__YOUR GOAL__
Only the lines from the beginning of the data below through the line that contains "pub const fn online(network_type: NetworkType)" should be repeated, exactly as written.

__Dataset entries__
--- START ---

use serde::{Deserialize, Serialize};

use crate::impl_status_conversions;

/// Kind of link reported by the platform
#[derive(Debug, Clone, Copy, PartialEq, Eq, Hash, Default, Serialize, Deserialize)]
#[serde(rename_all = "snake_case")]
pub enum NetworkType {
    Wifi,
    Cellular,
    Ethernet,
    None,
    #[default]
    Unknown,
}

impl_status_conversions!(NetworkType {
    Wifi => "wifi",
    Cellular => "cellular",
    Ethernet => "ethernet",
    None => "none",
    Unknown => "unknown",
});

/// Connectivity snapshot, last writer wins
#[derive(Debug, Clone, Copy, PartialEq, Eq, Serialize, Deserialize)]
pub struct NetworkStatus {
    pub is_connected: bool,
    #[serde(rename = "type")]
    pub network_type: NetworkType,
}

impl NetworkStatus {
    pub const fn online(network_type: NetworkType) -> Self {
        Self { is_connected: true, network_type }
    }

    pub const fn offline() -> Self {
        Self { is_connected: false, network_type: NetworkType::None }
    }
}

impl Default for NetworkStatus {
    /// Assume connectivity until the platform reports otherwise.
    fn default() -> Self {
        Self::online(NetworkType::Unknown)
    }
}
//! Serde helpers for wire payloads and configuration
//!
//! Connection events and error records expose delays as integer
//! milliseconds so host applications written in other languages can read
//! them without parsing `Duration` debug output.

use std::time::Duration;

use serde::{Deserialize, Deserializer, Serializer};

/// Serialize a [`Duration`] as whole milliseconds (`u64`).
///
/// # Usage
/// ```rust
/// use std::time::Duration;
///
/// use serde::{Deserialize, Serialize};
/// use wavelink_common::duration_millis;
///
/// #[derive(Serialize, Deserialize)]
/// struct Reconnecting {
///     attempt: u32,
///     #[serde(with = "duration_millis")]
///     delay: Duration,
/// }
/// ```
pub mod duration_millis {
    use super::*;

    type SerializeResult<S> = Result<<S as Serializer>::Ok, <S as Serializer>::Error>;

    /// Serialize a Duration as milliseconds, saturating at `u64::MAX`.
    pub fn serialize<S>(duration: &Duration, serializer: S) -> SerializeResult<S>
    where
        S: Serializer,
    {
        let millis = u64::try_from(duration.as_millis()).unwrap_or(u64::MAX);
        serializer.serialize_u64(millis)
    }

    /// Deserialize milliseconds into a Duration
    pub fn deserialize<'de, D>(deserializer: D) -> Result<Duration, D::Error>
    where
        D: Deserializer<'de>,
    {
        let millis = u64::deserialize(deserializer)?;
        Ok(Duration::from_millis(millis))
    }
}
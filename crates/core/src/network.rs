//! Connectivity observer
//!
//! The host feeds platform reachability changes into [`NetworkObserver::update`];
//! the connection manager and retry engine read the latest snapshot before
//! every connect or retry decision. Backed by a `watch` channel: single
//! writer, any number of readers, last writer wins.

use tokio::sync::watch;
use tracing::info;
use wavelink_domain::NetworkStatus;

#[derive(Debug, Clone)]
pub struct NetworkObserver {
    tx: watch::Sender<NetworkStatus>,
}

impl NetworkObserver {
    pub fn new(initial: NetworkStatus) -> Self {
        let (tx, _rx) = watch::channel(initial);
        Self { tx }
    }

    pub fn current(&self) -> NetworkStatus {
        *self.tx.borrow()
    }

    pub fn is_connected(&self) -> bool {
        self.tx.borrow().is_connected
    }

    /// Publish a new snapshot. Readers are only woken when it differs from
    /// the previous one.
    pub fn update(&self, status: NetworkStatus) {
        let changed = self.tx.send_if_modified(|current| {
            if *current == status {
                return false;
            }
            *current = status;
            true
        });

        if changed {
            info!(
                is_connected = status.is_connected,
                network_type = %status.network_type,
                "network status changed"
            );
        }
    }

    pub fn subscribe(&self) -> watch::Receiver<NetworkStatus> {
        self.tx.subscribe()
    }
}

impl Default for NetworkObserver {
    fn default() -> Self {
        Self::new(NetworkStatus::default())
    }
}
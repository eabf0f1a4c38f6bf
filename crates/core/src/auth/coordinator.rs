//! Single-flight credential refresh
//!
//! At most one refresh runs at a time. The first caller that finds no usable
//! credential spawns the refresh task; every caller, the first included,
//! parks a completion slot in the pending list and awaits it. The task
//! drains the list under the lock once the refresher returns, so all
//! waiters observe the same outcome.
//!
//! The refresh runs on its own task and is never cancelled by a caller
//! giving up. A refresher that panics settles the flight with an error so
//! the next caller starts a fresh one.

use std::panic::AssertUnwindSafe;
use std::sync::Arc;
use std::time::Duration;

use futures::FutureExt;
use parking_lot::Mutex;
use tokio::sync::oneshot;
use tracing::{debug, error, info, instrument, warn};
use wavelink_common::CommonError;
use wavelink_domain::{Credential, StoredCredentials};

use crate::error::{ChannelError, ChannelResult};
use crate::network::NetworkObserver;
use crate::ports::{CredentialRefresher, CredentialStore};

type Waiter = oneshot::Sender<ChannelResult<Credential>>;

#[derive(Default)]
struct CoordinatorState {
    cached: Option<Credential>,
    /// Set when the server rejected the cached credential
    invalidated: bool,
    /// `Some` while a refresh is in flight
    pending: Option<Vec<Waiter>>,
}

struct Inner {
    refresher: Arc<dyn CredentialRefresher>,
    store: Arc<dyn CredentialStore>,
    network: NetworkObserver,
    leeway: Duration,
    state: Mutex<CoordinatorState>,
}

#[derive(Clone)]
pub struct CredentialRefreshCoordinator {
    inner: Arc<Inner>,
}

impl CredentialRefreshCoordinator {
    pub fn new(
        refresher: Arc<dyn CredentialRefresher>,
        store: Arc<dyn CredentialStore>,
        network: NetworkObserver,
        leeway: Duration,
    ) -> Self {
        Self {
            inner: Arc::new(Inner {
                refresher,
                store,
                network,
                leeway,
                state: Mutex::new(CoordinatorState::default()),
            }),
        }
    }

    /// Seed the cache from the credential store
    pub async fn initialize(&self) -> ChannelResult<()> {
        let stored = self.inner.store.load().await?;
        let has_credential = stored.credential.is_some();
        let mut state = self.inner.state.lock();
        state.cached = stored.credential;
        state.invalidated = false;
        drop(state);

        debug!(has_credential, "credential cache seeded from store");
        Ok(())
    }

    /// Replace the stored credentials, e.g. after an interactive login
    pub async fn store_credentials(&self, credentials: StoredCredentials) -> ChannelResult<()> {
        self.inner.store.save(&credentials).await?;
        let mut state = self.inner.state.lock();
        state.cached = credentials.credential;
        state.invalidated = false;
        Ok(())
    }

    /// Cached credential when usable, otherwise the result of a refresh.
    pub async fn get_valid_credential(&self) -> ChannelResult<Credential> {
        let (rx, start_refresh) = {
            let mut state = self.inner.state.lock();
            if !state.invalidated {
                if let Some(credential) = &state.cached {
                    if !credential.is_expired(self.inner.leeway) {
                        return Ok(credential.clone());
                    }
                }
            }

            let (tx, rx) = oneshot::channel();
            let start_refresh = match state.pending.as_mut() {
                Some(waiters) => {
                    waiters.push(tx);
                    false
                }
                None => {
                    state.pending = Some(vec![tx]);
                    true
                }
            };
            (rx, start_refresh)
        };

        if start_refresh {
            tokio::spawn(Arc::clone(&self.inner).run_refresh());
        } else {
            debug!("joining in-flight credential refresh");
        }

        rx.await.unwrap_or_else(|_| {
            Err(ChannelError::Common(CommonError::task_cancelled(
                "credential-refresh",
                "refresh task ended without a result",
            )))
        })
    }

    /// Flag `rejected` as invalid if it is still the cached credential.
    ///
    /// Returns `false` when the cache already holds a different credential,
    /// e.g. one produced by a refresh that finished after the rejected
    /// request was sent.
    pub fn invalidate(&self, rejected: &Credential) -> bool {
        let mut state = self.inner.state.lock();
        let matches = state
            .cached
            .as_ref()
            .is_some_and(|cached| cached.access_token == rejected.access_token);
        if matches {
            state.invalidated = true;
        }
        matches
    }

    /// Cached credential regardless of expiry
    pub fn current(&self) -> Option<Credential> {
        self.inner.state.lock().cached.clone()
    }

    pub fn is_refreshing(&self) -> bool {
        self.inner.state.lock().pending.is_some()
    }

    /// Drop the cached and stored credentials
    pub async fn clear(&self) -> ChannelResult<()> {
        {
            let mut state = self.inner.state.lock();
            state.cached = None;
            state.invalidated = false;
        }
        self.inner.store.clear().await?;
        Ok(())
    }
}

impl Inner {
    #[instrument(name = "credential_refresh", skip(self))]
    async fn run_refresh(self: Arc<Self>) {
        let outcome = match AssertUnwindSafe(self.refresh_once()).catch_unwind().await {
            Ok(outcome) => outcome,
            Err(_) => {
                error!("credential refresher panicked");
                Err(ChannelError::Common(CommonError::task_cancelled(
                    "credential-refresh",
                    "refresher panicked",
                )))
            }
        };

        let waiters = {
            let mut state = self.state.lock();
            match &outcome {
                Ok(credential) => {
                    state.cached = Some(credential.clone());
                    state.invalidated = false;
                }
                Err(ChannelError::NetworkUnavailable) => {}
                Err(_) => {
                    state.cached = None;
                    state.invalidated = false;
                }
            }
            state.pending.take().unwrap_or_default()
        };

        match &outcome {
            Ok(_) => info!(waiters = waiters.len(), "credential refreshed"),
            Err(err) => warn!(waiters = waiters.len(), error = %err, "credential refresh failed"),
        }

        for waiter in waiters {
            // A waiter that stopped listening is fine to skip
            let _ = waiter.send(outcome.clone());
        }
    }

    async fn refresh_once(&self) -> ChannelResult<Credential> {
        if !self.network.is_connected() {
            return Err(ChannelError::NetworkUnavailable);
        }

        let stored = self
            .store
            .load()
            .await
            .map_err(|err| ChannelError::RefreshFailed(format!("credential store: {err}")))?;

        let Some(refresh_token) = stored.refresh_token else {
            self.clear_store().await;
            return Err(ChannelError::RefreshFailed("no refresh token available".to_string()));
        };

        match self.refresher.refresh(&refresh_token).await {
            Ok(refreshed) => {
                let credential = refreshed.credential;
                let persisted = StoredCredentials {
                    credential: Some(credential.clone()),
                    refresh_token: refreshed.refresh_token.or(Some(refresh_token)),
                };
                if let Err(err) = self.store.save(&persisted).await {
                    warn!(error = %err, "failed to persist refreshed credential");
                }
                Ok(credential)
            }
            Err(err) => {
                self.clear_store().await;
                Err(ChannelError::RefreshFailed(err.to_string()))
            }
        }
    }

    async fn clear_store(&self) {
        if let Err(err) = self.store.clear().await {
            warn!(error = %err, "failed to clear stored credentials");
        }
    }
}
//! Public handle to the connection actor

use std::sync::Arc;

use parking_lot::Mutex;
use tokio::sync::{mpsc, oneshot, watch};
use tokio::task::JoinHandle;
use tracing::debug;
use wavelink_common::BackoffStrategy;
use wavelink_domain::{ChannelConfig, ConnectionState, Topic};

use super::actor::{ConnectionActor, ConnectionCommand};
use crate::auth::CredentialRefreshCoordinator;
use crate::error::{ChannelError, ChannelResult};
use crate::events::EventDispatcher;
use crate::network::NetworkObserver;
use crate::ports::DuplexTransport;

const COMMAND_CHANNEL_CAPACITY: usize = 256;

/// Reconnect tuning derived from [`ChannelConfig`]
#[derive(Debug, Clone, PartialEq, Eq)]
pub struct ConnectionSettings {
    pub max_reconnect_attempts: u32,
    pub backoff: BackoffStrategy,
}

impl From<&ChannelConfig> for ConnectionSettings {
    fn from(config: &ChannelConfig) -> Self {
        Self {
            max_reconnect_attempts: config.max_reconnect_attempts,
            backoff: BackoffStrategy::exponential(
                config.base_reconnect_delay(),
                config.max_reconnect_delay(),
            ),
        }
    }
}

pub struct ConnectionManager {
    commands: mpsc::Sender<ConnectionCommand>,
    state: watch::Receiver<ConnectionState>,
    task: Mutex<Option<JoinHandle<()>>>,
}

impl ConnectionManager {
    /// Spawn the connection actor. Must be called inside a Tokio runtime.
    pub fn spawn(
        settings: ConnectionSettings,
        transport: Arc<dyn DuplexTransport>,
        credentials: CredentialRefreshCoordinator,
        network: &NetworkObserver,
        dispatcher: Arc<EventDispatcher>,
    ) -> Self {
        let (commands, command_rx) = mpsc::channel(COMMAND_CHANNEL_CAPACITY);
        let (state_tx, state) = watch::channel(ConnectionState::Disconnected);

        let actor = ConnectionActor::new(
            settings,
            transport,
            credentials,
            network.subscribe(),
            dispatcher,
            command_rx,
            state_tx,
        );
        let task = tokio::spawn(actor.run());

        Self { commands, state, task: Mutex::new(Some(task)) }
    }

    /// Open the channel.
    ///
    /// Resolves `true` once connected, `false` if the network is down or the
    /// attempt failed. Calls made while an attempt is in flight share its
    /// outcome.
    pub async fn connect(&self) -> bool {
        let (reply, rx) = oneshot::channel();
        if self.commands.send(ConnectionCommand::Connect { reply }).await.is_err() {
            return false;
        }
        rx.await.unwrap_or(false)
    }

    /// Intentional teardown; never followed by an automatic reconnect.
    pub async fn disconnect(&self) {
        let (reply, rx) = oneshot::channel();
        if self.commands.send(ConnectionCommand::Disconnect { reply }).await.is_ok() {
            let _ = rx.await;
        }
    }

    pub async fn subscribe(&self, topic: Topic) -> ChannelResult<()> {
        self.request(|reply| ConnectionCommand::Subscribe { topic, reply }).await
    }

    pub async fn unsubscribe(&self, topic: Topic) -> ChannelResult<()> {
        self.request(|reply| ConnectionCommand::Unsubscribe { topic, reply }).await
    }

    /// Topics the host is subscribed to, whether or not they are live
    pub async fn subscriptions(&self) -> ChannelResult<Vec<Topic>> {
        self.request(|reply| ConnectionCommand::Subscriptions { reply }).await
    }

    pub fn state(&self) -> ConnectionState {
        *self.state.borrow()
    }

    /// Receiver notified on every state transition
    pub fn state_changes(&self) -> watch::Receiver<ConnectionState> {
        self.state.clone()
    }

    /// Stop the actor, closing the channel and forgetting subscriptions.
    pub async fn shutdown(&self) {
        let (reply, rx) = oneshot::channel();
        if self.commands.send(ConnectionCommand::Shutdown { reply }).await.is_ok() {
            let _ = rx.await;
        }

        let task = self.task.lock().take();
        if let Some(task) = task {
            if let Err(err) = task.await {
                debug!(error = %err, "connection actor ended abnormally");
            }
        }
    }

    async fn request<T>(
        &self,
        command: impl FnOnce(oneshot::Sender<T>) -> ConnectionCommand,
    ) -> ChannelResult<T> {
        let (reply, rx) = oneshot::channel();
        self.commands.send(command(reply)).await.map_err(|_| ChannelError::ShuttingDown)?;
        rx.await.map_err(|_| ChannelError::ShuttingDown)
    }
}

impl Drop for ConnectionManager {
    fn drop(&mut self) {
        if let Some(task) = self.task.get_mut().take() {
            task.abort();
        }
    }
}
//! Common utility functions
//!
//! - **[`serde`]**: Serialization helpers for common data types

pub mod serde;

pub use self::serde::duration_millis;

--- END ---

__TASK RESULT__
use serde::{Deserialize, Serialize};

use crate::impl_status_conversions;

/// Kind of link reported by the platform
#[derive(Debug, Clone, Copy, PartialEq, Eq, Hash, Default, Serialize, Deserialize)]
#[serde(rename_all = "snake_case")]
pub enum NetworkType {
    Wifi,
    Cellular,
    Ethernet,
    None,
    #[default]
    Unknown,
}

impl_status_conversions!(NetworkType {
    Wifi => "wifi",
    Cellular => "cellular",
    Ethernet => "ethernet",
    None => "none",
    Unknown => "unknown",
});

/// Connectivity snapshot, last writer wins
#[derive(Debug, Clone, Copy, PartialEq, Eq, Serialize, Deserialize)]
pub struct NetworkStatus {
    pub is_connected: bool,
    #[serde(rename = "type")]
    pub network_type: NetworkType,
}

impl NetworkStatus {
    pub const fn online(network_type: NetworkType) -> Self {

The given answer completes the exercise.